::: Data extract

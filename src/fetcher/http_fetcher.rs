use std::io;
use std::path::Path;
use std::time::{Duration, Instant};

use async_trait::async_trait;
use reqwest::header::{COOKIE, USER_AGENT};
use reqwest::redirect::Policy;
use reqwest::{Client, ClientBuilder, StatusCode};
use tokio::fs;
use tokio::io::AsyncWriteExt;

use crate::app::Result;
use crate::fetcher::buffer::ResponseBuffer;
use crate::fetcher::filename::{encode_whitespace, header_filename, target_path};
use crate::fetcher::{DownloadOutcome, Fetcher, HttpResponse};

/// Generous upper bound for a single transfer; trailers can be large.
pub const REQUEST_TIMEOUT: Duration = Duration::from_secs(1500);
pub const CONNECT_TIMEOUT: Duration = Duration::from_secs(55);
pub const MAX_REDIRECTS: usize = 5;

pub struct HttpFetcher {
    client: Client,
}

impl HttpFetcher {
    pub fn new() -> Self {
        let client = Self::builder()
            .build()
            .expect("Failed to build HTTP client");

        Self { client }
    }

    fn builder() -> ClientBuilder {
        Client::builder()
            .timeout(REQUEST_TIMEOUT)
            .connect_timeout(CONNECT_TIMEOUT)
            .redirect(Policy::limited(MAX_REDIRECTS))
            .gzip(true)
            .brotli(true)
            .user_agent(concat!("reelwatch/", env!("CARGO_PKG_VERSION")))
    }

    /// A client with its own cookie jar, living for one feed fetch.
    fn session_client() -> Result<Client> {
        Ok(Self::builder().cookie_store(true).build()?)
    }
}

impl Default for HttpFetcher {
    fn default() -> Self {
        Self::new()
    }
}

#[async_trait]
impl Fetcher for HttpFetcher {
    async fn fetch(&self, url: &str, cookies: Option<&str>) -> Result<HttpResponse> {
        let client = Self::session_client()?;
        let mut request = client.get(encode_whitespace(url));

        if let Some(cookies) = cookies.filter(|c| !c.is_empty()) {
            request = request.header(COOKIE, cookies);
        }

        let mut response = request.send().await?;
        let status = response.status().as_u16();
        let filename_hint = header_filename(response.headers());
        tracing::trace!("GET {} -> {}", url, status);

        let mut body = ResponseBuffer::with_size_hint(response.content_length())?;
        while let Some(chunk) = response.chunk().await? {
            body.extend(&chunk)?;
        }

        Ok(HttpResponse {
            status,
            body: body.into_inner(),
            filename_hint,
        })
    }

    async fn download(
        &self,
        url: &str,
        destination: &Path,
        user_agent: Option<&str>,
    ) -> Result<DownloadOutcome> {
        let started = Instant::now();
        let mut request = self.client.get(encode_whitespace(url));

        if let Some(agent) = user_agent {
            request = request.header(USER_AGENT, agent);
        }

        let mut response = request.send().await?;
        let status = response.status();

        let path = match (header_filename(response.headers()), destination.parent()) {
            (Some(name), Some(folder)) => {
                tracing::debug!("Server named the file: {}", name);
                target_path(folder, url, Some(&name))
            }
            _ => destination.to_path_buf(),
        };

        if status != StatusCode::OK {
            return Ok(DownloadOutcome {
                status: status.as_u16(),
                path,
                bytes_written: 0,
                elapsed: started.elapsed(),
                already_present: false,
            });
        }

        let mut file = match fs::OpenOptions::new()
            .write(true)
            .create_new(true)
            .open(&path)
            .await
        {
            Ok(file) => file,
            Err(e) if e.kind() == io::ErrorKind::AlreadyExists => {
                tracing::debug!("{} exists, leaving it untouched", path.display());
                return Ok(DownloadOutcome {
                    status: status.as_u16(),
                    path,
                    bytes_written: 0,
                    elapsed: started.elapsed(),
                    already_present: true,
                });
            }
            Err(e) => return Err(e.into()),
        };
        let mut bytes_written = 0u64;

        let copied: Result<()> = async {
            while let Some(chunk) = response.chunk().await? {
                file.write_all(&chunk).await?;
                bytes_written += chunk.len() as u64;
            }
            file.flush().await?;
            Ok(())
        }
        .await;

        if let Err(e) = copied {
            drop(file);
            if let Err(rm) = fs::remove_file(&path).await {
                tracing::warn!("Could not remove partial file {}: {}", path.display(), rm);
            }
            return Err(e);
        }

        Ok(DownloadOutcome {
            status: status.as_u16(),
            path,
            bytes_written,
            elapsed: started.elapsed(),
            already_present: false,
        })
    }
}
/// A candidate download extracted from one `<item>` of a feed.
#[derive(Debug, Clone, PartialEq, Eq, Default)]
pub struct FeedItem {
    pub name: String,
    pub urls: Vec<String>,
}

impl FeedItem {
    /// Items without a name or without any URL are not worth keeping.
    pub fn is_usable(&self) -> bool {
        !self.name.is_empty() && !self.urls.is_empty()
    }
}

::::::

Task ▸
The records above need to be output again, verbatim.

Exercise result ▸
filename src/fetcher/http_fetcher.rs
use std::io;
use std::path::Path;
use std::time::{Duration, Instant};

use async_trait::async_trait;
use reqwest::header::{COOKIE, USER_AGENT};
use reqwest::redirect::Policy;
use reqwest::{Client, ClientBuilder, StatusCode};
use tokio::fs;
use tokio::io::AsyncWriteExt;

use crate::app::Result;
use crate::fetcher::buffer::ResponseBuffer;
use crate::fetcher::filename::{encode_whitespace, header_filename, target_path};
use crate::fetcher::{DownloadOutcome, Fetcher, HttpResponse};

/// Generous upper bound for a single transfer; trailers can be large.
pub const REQUEST_TIMEOUT: Duration = Duration::from_secs(1500);
pub const CONNECT_TIMEOUT: Duration = Duration::from_secs(55);
pub const MAX_REDIRECTS: usize = 5;

pub struct HttpFetcher {
    client: Client,
}

impl HttpFetcher {
    pub fn new() -> Self {
        let client = Self::builder()
            .build()
            .expect("Failed to build HTTP client");

        Self { client }
    }

    fn builder() -> ClientBuilder {
        Client::builder()
            .timeout(REQUEST_TIMEOUT)
            .connect_timeout(CONNECT_TIMEOUT)
            .redirect(Policy::limited(MAX_REDIRECTS))
            .gzip(true)
            .brotli(true)
            .user_agent(concat!("reelwatch/", env!("CARGO_PKG_VERSION")))
    }

    /// A client with its own cookie jar, living for one feed fetch.
    fn session_client() -> Result<Client> {
        Ok(Self::builder().cookie_store(true).build()?)
    }
}

impl Default for HttpFetcher {
    fn default() -> Self {
        Self::new()
    }
}

#[async_trait]
impl Fetcher for HttpFetcher {
    async fn fetch(&self, url: &str, cookies: Option<&str>) -> Result<HttpResponse> {
        let client = Self::session_client()?;
        let mut request = client.get(encode_whitespace(url));

        if let Some(cookies) = cookies.filter(|c| !c.is_empty()) {
            request = request.header(COOKIE, cookies);
        }

        let mut response = request.send().await?;
        let status = response.status().as_u16();
        let filename_hint = header_filename(response.headers());
        tracing::trace!("GET {} -> {}", url, status);

        let mut body = ResponseBuffer::with_size_hint(response.content_length())?;
        while let Some(chunk) = response.chunk().await? {
            body.extend(&chunk)?;
        }

        Ok(HttpResponse {
            status,
            body: body.into_inner(),
            filename_hint,
        })
    }

    async fn download(
        &self,
        url: &str,
        destination: &Path,
        user_agent: Option<&str>,
    ) -> Result<DownloadOutcome> {
        let started = Instant::now();
        let mut request = self.client.get(encode_whitespace(url));

        if let Some(agent) = user_agent {
            request = request.header(USER_AGENT, agent);
        }

        let mut response = request.send().await?;
        let status = response.status();

        let path = match (header_filename(response.headers()), destination.parent()) {
            (Some(name), Some(folder)) => {
                tracing::debug!("Server named the file: {}", name);
                target_path(folder, url, Some(&name))
            }
            _ => destination.to_path_buf(),
        };

        if status != StatusCode::OK {
            return Ok(DownloadOutcome {
                status: status.as_u16(),
                path,
                bytes_written: 0,
                elapsed: started.elapsed(),
                already_present: false,
            });
        }

        let mut file = match fs::OpenOptions::new()
            .write(true)
            .create_new(true)
            .open(&path)
            .await
        {
            Ok(file) => file,
            Err(e) if e.kind() == io::ErrorKind::AlreadyExists => {
                tracing::debug!("{} exists, leaving it untouched", path.display());
                return Ok(DownloadOutcome {
                    status: status.as_u16(),
                    path,
                    bytes_written: 0,
                    elapsed: started.elapsed(),
                    already_present: true,
                });
            }
            Err(e) => return Err(e.into()),
        };
        let mut bytes_written = 0u64;

        let copied: Result<()> = async {
            while let Some(chunk) = response.chunk().await? {
                file.write_all(&chunk).await?;
                bytes_written += chunk.len() as u64;
            }
            file.flush().await?;
            Ok(())
        }
        .await;

        if let Err(e) = copied {
            drop(file);
            if let Err(rm) = fs::remove_file(&path).await {
                tracing::warn!("Could not remove partial file {}: {}", path.display(), rm);
            }
            return Err(e);
        }

        Ok(DownloadOutcome {
            status: status.as_u16(),
            path,
            bytes_written,
            elapsed: started.elapsed(),
            already_present: false,
        })
    }
}
/// A candidate download extracted from one `<item>` of a feed.
#[derive(Debug, Clone, PartialEq, Eq, Default)]
pub struct FeedItem {
    pub name: String,
    pub urls: Vec<String>,
}

impl FeedItem {
    /// Items without a name or without any URL are not worth keeping.
    pub fn is_usable(&self) -> bool {
        !self.name.is_empty() && !self.urls.is_empty()
    }
}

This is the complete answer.